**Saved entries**
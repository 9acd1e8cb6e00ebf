//! Render engine — routes records to templates and output files.
//!
//! | Operation        | Template        | Context keys                     | Output                                  |
//! |------------------|-----------------|----------------------------------|-----------------------------------------|
//! | `render_content` | `<type><sfx>`   | `content`, `version`             | resolved from `file` + `status`         |
//! | `render_index`   | `index<sfx>`    | `posts`, `version`               | `<destination>/<name>`                  |
//! | `render_feed`    | `feed<sfx>`     | `posts`, `pubdate`, `version`    | `<destination>/<name>`                  |
//! | `render_archive` | `archive<sfx>`  | `posts`, `version`               | `<destination>/<name>`                  |
//! | `render_tags`    | `tags<sfx>`     | `tag`, `posts`, `version`        | `<destination>/<dir>/<tag>.html`        |
//!
//! `<sfx>` is the configured template suffix (`.ftl` by default).

use std::collections::HashMap;
use std::path::{Path, PathBuf};

use chrono::{DateTime, Utc};

use kiln_core::{
    paths::tag_output_path, resolve_output, ContentError, ContentFilter, ContentRecord,
    PublishedFilter, SiteConfig, TagIndex,
};
use kiln_templates::{RenderContext, TemplateService, TeraTemplates};

use crate::error::{template_err, RenderError};
use crate::writer;

pub const INDEX_TEMPLATE: &str = "index";
pub const FEED_TEMPLATE: &str = "feed";
pub const ARCHIVE_TEMPLATE: &str = "archive";
pub const TAGS_TEMPLATE: &str = "tags";

// ---------------------------------------------------------------------------
// Tag outcomes
// ---------------------------------------------------------------------------

/// Result of rendering one tag page.
#[derive(Debug)]
pub struct TagOutcome {
    /// Tag name as supplied by the caller.
    pub tag: String,
    /// Output path the page was (or would have been) written to. For a tag
    /// rejected as a file name this is the tag directory itself.
    pub path: PathBuf,
    pub result: Result<(), RenderError>,
}

impl TagOutcome {
    pub fn is_ok(&self) -> bool {
        self.result.is_ok()
    }
}

// ---------------------------------------------------------------------------
// Renderer
// ---------------------------------------------------------------------------

/// Renders content records into the destination tree.
///
/// Holds no per-render state: every operation can be repeated and yields the
/// same files for the same input (feeds aside, whose `pubdate` is taken at
/// call time).
pub struct Renderer<T = TeraTemplates, F = PublishedFilter> {
    templates: T,
    filter: F,
    source: PathBuf,
    destination: PathBuf,
    version: String,
    template_suffix: String,
}

impl<T: TemplateService> Renderer<T, PublishedFilter> {
    /// Construct a renderer for the site described by `config`.
    pub fn new(templates: T, config: &SiteConfig) -> Self {
        Renderer {
            templates,
            filter: PublishedFilter,
            source: config.source.clone(),
            destination: config.destination.clone(),
            version: config.version.clone(),
            template_suffix: config.template_suffix.clone(),
        }
    }
}

impl<T, F> Renderer<T, F> {
    /// Replace the published-only filter applied to tag pages.
    pub fn with_filter<G: ContentFilter>(self, filter: G) -> Renderer<T, G> {
        Renderer {
            templates: self.templates,
            filter,
            source: self.source,
            destination: self.destination,
            version: self.version,
            template_suffix: self.template_suffix,
        }
    }

    pub fn destination(&self) -> &Path {
        &self.destination
    }

    pub fn version(&self) -> &str {
        &self.version
    }

    fn template_name(&self, logical: &str) -> String {
        format!("{logical}{}", self.template_suffix)
    }
}

impl<T: TemplateService, F: ContentFilter> Renderer<T, F> {
    /// Render one record to its resolved output path.
    ///
    /// Both the draft and the published sibling are removed first, so a
    /// record whose status flipped since the last build leaves exactly one
    /// file behind. Returns the path written.
    pub fn render_content(&self, content: &ContentRecord) -> Result<PathBuf, RenderError> {
        let file = content.file()?;
        let content_type = content.content_type()?;
        let status = content.status()?;
        let target = resolve_output(Path::new(file), &self.source, &self.destination, status)?;

        for sibling in target.siblings() {
            writer::delete_if_exists(&sibling)?;
        }

        let path = target.path();
        let ctx = RenderContext::for_content(&self.version, content);
        self.render_to(&self.template_name(content_type), &ctx, &path)?;
        Ok(path)
    }

    /// Render the index page to `<destination>/<output_name>`.
    pub fn render_index(
        &self,
        posts: &[ContentRecord],
        output_name: &str,
    ) -> Result<PathBuf, RenderError> {
        let path = self.destination.join(output_name);
        let ctx = RenderContext::for_posts(&self.version, posts);
        self.render_to(&self.template_name(INDEX_TEMPLATE), &ctx, &path)?;
        Ok(path)
    }

    /// Render the feed with `pubdate` set to now.
    pub fn render_feed(
        &self,
        posts: &[ContentRecord],
        output_name: &str,
    ) -> Result<PathBuf, RenderError> {
        self.render_feed_at(posts, output_name, Utc::now())
    }

    /// Render the feed with an explicit `pubdate`.
    pub fn render_feed_at(
        &self,
        posts: &[ContentRecord],
        output_name: &str,
        pubdate: DateTime<Utc>,
    ) -> Result<PathBuf, RenderError> {
        let path = self.destination.join(output_name);
        let ctx = RenderContext::for_posts(&self.version, posts).with_pubdate(pubdate);
        self.render_to(&self.template_name(FEED_TEMPLATE), &ctx, &path)?;
        Ok(path)
    }

    /// Render the archive page to `<destination>/<output_name>`.
    pub fn render_archive(
        &self,
        posts: &[ContentRecord],
        output_name: &str,
    ) -> Result<PathBuf, RenderError> {
        let path = self.destination.join(output_name);
        let ctx = RenderContext::for_posts(&self.version, posts);
        self.render_to(&self.template_name(ARCHIVE_TEMPLATE), &ctx, &path)?;
        Ok(path)
    }

    /// Render one page per tag under `<destination>/<tag_dir>/`.
    ///
    /// Each tag's records are narrowed to published ones first. A failing
    /// tag is logged and reported in its [`TagOutcome`]; the remaining tags
    /// are still rendered. Tags are processed in lexicographic order, so when
    /// two tags normalize to the same file the first one wins and the later
    /// one fails with [`ContentError::TagCollision`].
    pub fn render_tags(&self, tags: &TagIndex, tag_dir: &str) -> Vec<TagOutcome> {
        let template = self.template_name(TAGS_TEMPLATE);
        let mut claimed: HashMap<PathBuf, &str> = HashMap::new();
        tags.iter()
            .map(|(tag, records)| {
                let (path, result): (PathBuf, Result<(), RenderError>) =
                    match tag_output_path(&self.destination, tag_dir, tag) {
                        Err(e) => (self.destination.join(tag_dir), Err(e.into())),
                        Ok(path) => match claimed.get(&path) {
                            Some(other) => {
                                let err = ContentError::TagCollision {
                                    tag: tag.clone(),
                                    other: other.to_string(),
                                };
                                (path, Err(err.into()))
                            }
                            None => {
                                claimed.insert(path.clone(), tag.as_str());
                                let posts = self.filter.select_published(records);
                                let ctx =
                                    RenderContext::for_posts(&self.version, &posts).with_tag(tag);
                                let result = self.render_to(&template, &ctx, &path);
                                (path, result)
                            }
                        },
                    };
                if let Err(e) = &result {
                    tracing::warn!("tag '{tag}' failed: {e}");
                }
                TagOutcome {
                    tag: tag.clone(),
                    path,
                    result,
                }
            })
            .collect()
    }

    fn render_to(
        &self,
        template_name: &str,
        ctx: &RenderContext<'_>,
        path: &Path,
    ) -> Result<(), RenderError> {
        let template = self
            .templates
            .compile(template_name)
            .map_err(|e| template_err(e, path))?;
        let bytes = self
            .templates
            .render(&template, ctx)
            .map_err(|e| template_err(e, path))?;
        writer::write(path, &bytes)?;
        tracing::info!("rendered: {}", path.display());
        Ok(())
    }
}

// ---------------------------------------------------------------------------
// Tests
// ---------------------------------------------------------------------------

**TASK INSTRUCTIONS**
Only the lines with the string "tracing" are wanted; pick them out of the records above and copy them.

**RESULT FOR THIS TASK**
                    tracing::warn!("tag '{tag}' failed: {e}");
        tracing::info!("rendered: {}", path.display());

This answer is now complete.